#### Work item
Below are the entries. Transcribe exactly the lines from the one with "filename crates/campaign-lens-core/tests/ads_executor.rs" through the one with "stub search endpoint.", ends included, and leave out all others.

#### Provided data

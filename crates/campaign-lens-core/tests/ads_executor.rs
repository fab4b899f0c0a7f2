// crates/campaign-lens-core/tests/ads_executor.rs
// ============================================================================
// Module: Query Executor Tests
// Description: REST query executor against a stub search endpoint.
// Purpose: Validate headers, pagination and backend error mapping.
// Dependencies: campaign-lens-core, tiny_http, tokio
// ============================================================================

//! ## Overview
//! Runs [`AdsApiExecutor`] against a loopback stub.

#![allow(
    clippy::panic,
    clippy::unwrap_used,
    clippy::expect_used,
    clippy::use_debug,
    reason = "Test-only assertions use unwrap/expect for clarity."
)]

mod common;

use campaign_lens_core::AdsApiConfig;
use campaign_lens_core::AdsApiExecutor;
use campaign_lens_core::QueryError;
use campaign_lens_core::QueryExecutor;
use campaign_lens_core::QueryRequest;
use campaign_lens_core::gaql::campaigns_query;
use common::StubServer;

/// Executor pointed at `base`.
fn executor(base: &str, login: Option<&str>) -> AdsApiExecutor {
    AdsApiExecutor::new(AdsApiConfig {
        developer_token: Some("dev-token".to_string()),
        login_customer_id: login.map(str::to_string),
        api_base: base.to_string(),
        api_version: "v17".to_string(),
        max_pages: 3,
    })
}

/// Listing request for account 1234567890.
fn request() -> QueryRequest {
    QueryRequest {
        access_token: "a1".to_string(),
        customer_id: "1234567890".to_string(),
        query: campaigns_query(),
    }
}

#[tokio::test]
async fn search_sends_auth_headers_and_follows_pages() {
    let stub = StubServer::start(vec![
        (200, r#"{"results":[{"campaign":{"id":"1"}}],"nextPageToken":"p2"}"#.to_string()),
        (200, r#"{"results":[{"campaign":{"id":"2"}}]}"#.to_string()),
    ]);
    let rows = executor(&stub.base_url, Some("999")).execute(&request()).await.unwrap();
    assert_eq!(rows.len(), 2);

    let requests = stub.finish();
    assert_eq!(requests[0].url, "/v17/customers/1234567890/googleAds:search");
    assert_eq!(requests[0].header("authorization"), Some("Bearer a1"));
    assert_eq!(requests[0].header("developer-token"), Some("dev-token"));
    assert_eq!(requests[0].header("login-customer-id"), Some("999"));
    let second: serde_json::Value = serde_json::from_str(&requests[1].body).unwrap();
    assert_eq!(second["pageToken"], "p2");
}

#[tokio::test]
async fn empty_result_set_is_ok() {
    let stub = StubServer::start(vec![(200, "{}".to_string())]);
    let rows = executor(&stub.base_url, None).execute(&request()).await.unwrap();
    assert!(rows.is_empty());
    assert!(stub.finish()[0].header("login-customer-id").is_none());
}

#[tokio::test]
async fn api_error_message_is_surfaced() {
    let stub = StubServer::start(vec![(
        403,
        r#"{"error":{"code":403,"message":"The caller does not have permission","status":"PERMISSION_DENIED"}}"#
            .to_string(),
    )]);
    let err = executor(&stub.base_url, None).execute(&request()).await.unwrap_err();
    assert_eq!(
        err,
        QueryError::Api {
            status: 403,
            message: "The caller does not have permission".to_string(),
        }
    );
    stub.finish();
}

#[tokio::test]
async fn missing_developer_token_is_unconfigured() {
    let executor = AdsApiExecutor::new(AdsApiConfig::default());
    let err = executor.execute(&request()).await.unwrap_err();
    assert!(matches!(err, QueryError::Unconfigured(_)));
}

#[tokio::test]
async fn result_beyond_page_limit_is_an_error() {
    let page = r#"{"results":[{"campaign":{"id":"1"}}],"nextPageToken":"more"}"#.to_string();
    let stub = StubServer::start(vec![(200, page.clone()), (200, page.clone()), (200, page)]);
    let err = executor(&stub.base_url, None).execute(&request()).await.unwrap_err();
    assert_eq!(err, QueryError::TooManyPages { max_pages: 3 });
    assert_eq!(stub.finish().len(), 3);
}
---
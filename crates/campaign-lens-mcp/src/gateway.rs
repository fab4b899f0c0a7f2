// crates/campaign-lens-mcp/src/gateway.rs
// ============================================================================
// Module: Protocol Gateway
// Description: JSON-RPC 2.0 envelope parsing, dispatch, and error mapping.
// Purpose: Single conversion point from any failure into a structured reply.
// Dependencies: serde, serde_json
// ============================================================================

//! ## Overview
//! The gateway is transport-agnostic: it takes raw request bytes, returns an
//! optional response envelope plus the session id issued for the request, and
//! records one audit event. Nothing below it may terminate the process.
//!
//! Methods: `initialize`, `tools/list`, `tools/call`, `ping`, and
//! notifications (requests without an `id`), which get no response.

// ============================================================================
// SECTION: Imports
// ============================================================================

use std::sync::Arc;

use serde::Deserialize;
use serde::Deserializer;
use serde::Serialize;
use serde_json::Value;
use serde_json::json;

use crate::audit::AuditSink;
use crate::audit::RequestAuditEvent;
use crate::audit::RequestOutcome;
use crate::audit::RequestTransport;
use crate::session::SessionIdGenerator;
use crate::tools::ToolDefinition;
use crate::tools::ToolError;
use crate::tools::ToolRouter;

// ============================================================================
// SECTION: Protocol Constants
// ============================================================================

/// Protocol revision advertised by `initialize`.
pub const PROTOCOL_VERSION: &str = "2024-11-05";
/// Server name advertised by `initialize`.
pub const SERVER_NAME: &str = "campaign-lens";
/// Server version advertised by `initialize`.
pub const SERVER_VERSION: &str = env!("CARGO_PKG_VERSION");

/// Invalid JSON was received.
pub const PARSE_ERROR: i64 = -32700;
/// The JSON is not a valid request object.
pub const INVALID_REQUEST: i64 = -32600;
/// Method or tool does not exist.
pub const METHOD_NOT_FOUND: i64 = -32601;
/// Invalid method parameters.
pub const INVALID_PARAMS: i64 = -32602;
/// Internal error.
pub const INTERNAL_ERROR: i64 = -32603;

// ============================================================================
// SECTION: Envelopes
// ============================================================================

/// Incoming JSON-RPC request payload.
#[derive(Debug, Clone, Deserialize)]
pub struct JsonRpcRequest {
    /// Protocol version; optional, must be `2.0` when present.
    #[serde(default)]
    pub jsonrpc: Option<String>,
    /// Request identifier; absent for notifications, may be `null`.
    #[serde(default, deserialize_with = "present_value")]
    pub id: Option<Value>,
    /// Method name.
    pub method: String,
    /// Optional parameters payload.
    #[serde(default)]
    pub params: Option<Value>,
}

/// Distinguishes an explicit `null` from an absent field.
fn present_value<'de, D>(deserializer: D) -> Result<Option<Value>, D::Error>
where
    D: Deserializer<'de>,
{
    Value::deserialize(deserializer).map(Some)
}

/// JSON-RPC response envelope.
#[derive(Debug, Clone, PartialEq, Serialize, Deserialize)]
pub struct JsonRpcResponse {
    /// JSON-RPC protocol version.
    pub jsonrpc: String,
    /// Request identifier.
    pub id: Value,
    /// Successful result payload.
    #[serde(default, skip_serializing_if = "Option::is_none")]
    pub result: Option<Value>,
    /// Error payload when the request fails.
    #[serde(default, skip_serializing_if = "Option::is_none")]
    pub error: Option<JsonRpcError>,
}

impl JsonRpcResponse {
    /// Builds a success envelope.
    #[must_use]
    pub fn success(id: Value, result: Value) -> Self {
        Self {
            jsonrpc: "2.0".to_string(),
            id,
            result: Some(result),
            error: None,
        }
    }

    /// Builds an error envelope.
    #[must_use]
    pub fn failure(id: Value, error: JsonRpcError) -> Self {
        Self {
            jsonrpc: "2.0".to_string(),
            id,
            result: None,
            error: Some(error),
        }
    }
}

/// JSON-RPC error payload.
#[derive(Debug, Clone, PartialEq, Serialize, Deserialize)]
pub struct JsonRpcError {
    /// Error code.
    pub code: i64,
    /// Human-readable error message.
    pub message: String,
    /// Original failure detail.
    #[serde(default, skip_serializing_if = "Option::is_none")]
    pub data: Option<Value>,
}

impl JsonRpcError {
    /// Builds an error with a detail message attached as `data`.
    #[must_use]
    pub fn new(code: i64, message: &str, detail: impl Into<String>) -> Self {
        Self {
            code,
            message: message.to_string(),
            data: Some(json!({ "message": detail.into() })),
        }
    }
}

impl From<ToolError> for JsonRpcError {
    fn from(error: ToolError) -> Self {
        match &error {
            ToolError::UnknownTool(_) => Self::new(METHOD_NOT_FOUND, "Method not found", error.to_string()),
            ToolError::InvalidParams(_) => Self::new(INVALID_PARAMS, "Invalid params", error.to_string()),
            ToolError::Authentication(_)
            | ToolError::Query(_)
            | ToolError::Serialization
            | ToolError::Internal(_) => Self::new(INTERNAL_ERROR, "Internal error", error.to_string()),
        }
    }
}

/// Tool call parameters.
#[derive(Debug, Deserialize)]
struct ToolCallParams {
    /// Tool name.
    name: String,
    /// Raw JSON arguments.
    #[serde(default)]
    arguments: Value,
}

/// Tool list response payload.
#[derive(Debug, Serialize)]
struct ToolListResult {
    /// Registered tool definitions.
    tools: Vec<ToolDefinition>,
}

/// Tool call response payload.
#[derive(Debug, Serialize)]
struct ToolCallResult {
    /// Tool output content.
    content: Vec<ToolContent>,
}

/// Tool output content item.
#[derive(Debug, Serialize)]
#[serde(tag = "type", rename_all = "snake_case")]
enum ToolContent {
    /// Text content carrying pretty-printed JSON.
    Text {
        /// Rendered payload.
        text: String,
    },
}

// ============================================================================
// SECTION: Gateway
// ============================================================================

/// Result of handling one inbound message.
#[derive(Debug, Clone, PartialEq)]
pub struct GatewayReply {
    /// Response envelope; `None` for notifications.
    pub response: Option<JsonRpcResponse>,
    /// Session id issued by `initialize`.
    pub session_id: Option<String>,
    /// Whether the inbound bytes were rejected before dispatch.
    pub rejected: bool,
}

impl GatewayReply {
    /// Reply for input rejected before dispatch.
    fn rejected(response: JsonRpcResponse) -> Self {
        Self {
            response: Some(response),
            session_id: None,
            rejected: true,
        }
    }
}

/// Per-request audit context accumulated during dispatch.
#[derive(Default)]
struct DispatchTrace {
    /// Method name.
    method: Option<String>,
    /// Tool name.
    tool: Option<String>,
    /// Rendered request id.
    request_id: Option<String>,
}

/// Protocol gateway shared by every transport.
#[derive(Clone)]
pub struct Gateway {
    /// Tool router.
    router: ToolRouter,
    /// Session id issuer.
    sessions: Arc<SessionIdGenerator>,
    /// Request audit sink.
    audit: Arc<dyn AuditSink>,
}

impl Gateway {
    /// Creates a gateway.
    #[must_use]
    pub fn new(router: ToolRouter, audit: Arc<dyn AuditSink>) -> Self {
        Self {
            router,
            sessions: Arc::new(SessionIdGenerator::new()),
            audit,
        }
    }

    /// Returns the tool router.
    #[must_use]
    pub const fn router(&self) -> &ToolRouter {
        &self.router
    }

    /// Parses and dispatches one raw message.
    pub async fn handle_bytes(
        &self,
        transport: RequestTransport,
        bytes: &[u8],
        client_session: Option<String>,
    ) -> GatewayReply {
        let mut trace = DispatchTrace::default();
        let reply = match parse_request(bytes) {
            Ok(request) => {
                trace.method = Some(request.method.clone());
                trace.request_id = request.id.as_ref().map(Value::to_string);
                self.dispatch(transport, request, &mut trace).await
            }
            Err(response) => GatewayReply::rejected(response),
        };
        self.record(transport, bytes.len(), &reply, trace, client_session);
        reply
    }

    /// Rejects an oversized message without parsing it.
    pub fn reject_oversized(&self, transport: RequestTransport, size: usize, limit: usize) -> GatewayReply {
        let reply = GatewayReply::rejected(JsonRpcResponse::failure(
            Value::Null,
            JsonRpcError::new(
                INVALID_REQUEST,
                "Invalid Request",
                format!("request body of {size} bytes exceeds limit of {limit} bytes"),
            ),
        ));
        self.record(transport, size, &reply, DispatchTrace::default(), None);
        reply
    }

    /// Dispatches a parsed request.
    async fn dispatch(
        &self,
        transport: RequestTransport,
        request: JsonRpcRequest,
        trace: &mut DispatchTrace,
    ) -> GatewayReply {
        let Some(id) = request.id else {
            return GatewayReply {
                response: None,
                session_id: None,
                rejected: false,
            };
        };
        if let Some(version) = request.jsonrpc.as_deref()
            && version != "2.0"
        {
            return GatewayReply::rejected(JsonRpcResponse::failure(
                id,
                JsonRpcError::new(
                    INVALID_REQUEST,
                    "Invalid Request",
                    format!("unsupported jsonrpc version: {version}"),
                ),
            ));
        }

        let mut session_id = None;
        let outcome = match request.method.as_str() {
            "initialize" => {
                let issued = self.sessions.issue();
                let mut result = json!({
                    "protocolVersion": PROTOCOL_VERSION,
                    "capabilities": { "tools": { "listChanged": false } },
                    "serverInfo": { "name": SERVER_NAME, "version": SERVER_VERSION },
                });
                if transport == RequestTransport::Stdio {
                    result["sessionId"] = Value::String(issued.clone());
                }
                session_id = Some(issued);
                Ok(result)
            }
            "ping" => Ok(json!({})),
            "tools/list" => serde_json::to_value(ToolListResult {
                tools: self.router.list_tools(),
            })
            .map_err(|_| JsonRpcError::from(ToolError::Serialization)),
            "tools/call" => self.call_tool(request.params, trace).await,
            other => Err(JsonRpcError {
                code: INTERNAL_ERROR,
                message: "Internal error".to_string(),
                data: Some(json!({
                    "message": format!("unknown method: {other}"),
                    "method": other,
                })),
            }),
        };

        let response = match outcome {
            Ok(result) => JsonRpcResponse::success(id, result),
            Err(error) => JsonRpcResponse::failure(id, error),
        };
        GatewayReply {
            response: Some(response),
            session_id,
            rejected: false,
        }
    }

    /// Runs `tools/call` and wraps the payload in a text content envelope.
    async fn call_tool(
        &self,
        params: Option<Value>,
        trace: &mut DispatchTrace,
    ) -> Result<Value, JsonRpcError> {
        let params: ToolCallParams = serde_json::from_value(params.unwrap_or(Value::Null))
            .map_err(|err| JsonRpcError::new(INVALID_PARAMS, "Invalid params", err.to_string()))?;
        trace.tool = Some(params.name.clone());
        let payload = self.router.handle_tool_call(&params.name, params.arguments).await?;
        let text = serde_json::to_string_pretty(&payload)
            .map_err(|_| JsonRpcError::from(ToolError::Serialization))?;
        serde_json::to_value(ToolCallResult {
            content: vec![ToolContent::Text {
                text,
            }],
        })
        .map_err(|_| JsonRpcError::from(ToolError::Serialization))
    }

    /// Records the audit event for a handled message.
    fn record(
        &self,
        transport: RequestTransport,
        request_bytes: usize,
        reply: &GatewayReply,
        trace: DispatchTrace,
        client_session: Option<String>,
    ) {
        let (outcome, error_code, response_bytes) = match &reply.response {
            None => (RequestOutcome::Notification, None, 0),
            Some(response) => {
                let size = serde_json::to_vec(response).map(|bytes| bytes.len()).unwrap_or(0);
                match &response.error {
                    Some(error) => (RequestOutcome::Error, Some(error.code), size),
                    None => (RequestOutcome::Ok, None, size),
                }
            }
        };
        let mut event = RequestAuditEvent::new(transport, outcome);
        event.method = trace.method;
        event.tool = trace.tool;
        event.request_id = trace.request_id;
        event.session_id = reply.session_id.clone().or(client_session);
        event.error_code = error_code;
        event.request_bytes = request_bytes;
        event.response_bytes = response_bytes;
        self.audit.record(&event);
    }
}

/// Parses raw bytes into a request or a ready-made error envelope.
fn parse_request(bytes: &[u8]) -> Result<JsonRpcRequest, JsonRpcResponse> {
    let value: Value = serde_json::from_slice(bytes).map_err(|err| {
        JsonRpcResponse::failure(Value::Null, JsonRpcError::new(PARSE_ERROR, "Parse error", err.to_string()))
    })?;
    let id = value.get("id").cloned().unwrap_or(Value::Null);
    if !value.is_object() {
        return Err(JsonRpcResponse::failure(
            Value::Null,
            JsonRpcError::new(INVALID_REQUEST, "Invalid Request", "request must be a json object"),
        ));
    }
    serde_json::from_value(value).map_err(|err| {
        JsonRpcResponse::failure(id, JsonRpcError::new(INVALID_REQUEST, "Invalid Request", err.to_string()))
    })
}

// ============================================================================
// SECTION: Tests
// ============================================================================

#### Solution
filename crates/campaign-lens-core/tests/ads_executor.rs
repository fab4b899f0c0a7f2
// crates/campaign-lens-core/tests/ads_executor.rs
// ============================================================================
// Module: Query Executor Tests
// Description: REST query executor against a stub search endpoint.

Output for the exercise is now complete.